Snacks under 20 grams of Carbohydrate:

  • 1/4 cup dried fruit and nut mix
  • 1 cup chicken noodle soup, tomato soup (made with water), or vegetable soup
  • 1 small apple or orange
  • 3 cups light popcorn
  • 1/3 cup hummus + 1 cup raw fresh cut veggies (green peppers, carrots, broccoli, cucumber, celery, cauliflower or a combination of these)
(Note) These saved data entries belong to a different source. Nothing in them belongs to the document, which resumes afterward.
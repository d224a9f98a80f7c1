// Copyright 2025-present Harīṣh Tummalachērla
// SPDX-License-Identifier: Apache-2.0

//! Tokenization shared by the index builder and the query path.
//!
//! Both sides MUST agree on this pipeline or queries silently stop matching
//! what the builder indexed. The steps, in order:
//!
//! 1. Split on whitespace.
//! 2. Normalize each token: lowercase and strip combining marks, so
//!    "Café" and "cafe" index and match identically.
//! 3. Strip trailing `, . : ) ! ; ' " { [` and leading `( ' " } ]`
//!    punctuation. For queries this only applies to tokens containing at
//!    least one ASCII alphanumeric (an all-punctuation query token like
//!    `->` is looked up as-is).
//! 4. Drop tokens that are empty, start with a digit, or (on the build
//!    path) are not identifier-shaped (`[a-z][a-z0-9_-]*`).
//! 5. Drop stop words. Document text uses the full list; name-like and
//!    published fields and queries use the much smaller "super" list, and
//!    the final token of a query is always kept (the user may still be
//!    typing it).
//! 6. Split compounds on `_`/`-`: `connection-pool` emits the sub-tokens
//!    `connection` and `pool` plus the joined compound, so both the parts
//!    and the whole are searchable.
//! 7. Stem (Snowball English); compounds join their stemmed parts with `_`.

use std::collections::HashSet;
use std::sync::LazyLock;

use rust_stemmers::{Algorithm, Stemmer};
use serde::Deserialize;
use unicode_normalization::UnicodeNormalization;

use crate::types::QueryTerm;

/// Stop lists embedded from data/stop_words.json.
///
/// `stops` is the full English list applied to document prose; `super_stops`
/// is the handful of words too common to mean anything even in a query.
#[derive(Deserialize)]
struct StopLists {
    stops: Vec<String>,
    super_stops: Vec<String>,
}

static STOP_LISTS: LazyLock<(HashSet<String>, HashSet<String>)> = LazyLock::new(|| {
    let lists: StopLists = serde_json::from_str(include_str!("../data/stop_words.json"))
        .expect("embedded stop_words.json is valid");
    (
        lists.stops.into_iter().collect(),
        lists.super_stops.into_iter().collect(),
    )
});

static STEMMER: LazyLock<Stemmer> = LazyLock::new(|| Stemmer::create(Algorithm::English));

/// Stem a single lowercase token.
pub fn stem(token: &str) -> String {
    STEMMER.stem(token).into_owned()
}

/// Lowercase and strip combining marks (diacritics).
///
/// NFD-decompose, drop the marks, lowercase: "Tú" → "tu", "naïve" → "naive".
pub fn fold(token: &str) -> String {
    token
        .nfd()
        .filter(|c| !is_combining_mark(*c))
        .collect::<String>()
        .to_lowercase()
}

/// Check if a character is a combining mark (diacritic).
fn is_combining_mark(c: char) -> bool {
    matches!(c,
        '\u{0300}'..='\u{036F}' |  // Combining Diacritical Marks
        '\u{1DC0}'..='\u{1DFF}' |  // Combining Diacritical Marks Supplement
        '\u{20D0}'..='\u{20FF}' |  // Combining Diacritical Marks for Symbols
        '\u{FE20}'..='\u{FE2F}'    // Combining Half Marks
    )
}

/// Tokenize document text on the build path.
///
/// `preserve_stops` switches to the query-grade "super" stop list; the
/// builder sets it for name-kind and published fields, whose values are
/// short identifiers where even "while" or "for" can be meaningful.
pub fn tokenize_field(text: &str, preserve_stops: bool) -> Vec<QueryTerm> {
    tokenize(text, !preserve_stops, false)
}

/// Tokenize a user query.
///
/// Uses the "super" stop list and never drops the final token, which is
/// assumed to be mid-keystroke.
pub fn tokenize_query(query: &str) -> Vec<QueryTerm> {
    tokenize(query, false, true)
}

fn tokenize(text: &str, clean_stops: bool, is_query: bool) -> Vec<QueryTerm> {
    let raw_tokens: Vec<&str> = text.split_whitespace().collect();
    let (full_stops, super_stops) = &*STOP_LISTS;
    let stop_list = if clean_stops { full_stops } else { super_stops };

    let mut terms = Vec::new();
    for (i, &orig_token) in raw_tokens.iter().enumerate() {
        let mut token = fold(orig_token);
        let last_token = i == raw_tokens.len() - 1 && is_query;
        let contains_alphanum = token.chars().any(|c| c.is_ascii_alphanumeric());

        if !is_query || contains_alphanum {
            token = strip_edge_punctuation(&token);
        }

        if token.is_empty()
            || token.starts_with(|c: char| c.is_ascii_digit())
            || (!is_query && !is_identifier_shaped(&token))
            || (stop_list.contains(token.as_str()) && !last_token)
        {
            continue;
        }

        let sub_tokens: Vec<&str> = if contains_alphanum {
            token.split(['_', '-']).filter(|s| !s.is_empty()).collect()
        } else {
            vec![token.as_str()]
        };

        if sub_tokens.len() > 1 {
            let mut stemmed_parts = Vec::with_capacity(sub_tokens.len());
            for sub in &sub_tokens {
                let stemmed = stem(sub);
                terms.push(QueryTerm {
                    orig: (*sub).to_string(),
                    stripped: (*sub).to_string(),
                    stemmed: stemmed.clone(),
                });
                stemmed_parts.push(stemmed);
            }
            terms.push(QueryTerm {
                orig: orig_token.to_string(),
                stripped: token.clone(),
                stemmed: stemmed_parts.join("_"),
            });
        } else {
            terms.push(QueryTerm {
                orig: orig_token.to_string(),
                stripped: token.clone(),
                stemmed: stem(&token),
            });
        }
    }

    terms
}

/// Trailing `, . : ) ! ; ' " { [` and leading `( ' " } ]` are sentence
/// punctuation, not token content.
fn strip_edge_punctuation(token: &str) -> String {
    let trimmed = token
        .trim_end_matches([',', '.', ':', ')', '!', ';', '\'', '"', '{', '['])
        .trim_start_matches(['(', '\'', '"', '}', ']']);
    trimmed.to_string()
}

/// Build-path gate: terms must look like identifiers or words, `[a-z]`
/// first, then `[a-z0-9_-]`.
fn is_identifier_shaped(token: &str) -> bool {
    let mut chars = token.chars();
    match chars.next() {
        Some(c) if c.is_ascii_lowercase() => {}
        _ => return false,
    }
    chars.all(|c| c.is_ascii_lowercase() || c.is_ascii_digit() || c == '_' || c == '-')
}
  • 1/4 cup cottage cheese + 1/2 cup canned or fresh fruit
  • 1 cheese quesadilla (made with one 6-inch corn or whole wheat tortilla + 1 oz shredded cheese) + 1/4 cup salsa
  • 2 rice cakes (with a 4-inch diameter) + 1 Tablespoon peanut butter
  • 5 whole wheat crackers (or 3/4 oz) + 1 piece of string cheese
  • 1/2 turkey sandwich (1 slice whole wheat bread + 2 oz turkey + mustard)
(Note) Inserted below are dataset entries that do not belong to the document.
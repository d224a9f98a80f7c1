//! Correlation integrity: responses route by echoed id even when they
//! complete out of order, and abandoned requests leave no residue.

use std::sync::Arc;
use std::time::{Duration, Instant};

use jolr::IndexSpec;

use super::common::{book_blob, client_with, docs_blob, StubFetcher};

#[tokio::test]
async fn out_of_order_completion_routes_by_id() {
    // "slow" takes 250ms to load; "fast" is immediate. The slow query is
    // issued first, so its response arrives second.
    let fetcher = Arc::new(
        StubFetcher::new()
            .blob_after("slow.jolrindex", docs_blob(), Duration::from_millis(250))
            .blob("fast.jolrindex", book_blob()),
    );
    let client = client_with(Arc::clone(&fetcher)).await;
    client
        .preload(vec![
            IndexSpec::new("slow", "slow.jolrindex"),
            IndexSpec::new("fast", "fast.jolrindex"),
        ])
        .unwrap();

    let slow_query = async {
        let outcome = client.query(vec!["slow".into()], "transaction").await;
        (Instant::now(), outcome)
    };
    let fast_query = async {
        let outcome = client.query(vec!["fast".into()], "filtering").await;
        (Instant::now(), outcome)
    };
    let ((slow_done, slow_outcome), (fast_done, fast_outcome)) =
        tokio::join!(slow_query, fast_query);

    let slow_outcome = slow_outcome.unwrap();
    let fast_outcome = fast_outcome.unwrap();

    // Each response resolved its own request, not the other's.
    assert!(!slow_outcome.results.is_empty());
    assert!(slow_outcome.results.iter().all(|h| h.index_id == "slow"));
    assert!(!fast_outcome.results.is_empty());
    assert!(fast_outcome.results.iter().all(|h| h.index_id == "fast"));

    // And they really did complete out of order.
    assert!(
        fast_done < slow_done,
        "fast query should resolve while the slow one is still loading"
    );
}

#[tokio::test]
async fn abandoned_queries_do_not_poison_later_ones() {
    let fetcher = Arc::new(
        StubFetcher::new().blob_after("slow.jolrindex", docs_blob(), Duration::from_millis(200)),
    );
    let client = client_with(Arc::clone(&fetcher)).await;
    client
        .preload(vec![IndexSpec::new("slow", "slow.jolrindex")])
        .unwrap();

    // Give up on the first query long before the index finishes loading.
    // The worker will still answer it; the router must drop that stale
    // response instead of delivering it to anyone else.
    let abandoned = tokio::time::timeout(
        Duration::from_millis(20),
        client.query(vec!["slow".into()], "transaction"),
    )
    .await;
    assert!(abandoned.is_err(), "query should have been abandoned");

    let outcome = client.query(vec!["slow".into()], "transaction").await.unwrap();
    assert!(!outcome.results.is_empty());
    assert_eq!(fetcher.hits("slow.jolrindex"), 1);
}

#[tokio::test]
async fn many_interleaved_queries_all_resolve_correctly() {
    let fetcher = Arc::new(
        StubFetcher::new()
            .blob_after("slow.jolrindex", docs_blob(), Duration::from_millis(100))
            .blob("fast.jolrindex", book_blob()),
    );
    let client = Arc::new(client_with(Arc::clone(&fetcher)).await);
    client
        .preload(vec![
            IndexSpec::new("slow", "slow.jolrindex"),
            IndexSpec::new("fast", "fast.jolrindex"),
        ])
        .unwrap();

    let mut tasks = Vec::new();
    for i in 0..8 {
        let client = Arc::clone(&client);
        tasks.push(tokio::spawn(async move {
            let index = if i % 2 == 0 { "slow" } else { "fast" };
            let outcome = client
                .query(vec![index.to_string()], "transaction")
                .await
                .unwrap();
            (index, outcome)
        }));
    }

    for task in tasks {
        let (index, outcome) = task.await.unwrap();
        assert!(
            outcome.results.iter().all(|h| h.index_id == index),
            "response for {index} contained foreign hits"
        );
    }
}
  • 1/2 cup tuna salad + 4 saltines

Tips to remember:

  • Use measuring cups or spoons to properly portion your snacks. This will prevent mindless snacking.
  • If you are counting your carbohydrates, be sure to include your snacks.
  • Regularly keep healthy snacks in your reach. Having healthy options on hand can help you choose the right snack over non-healthier treats.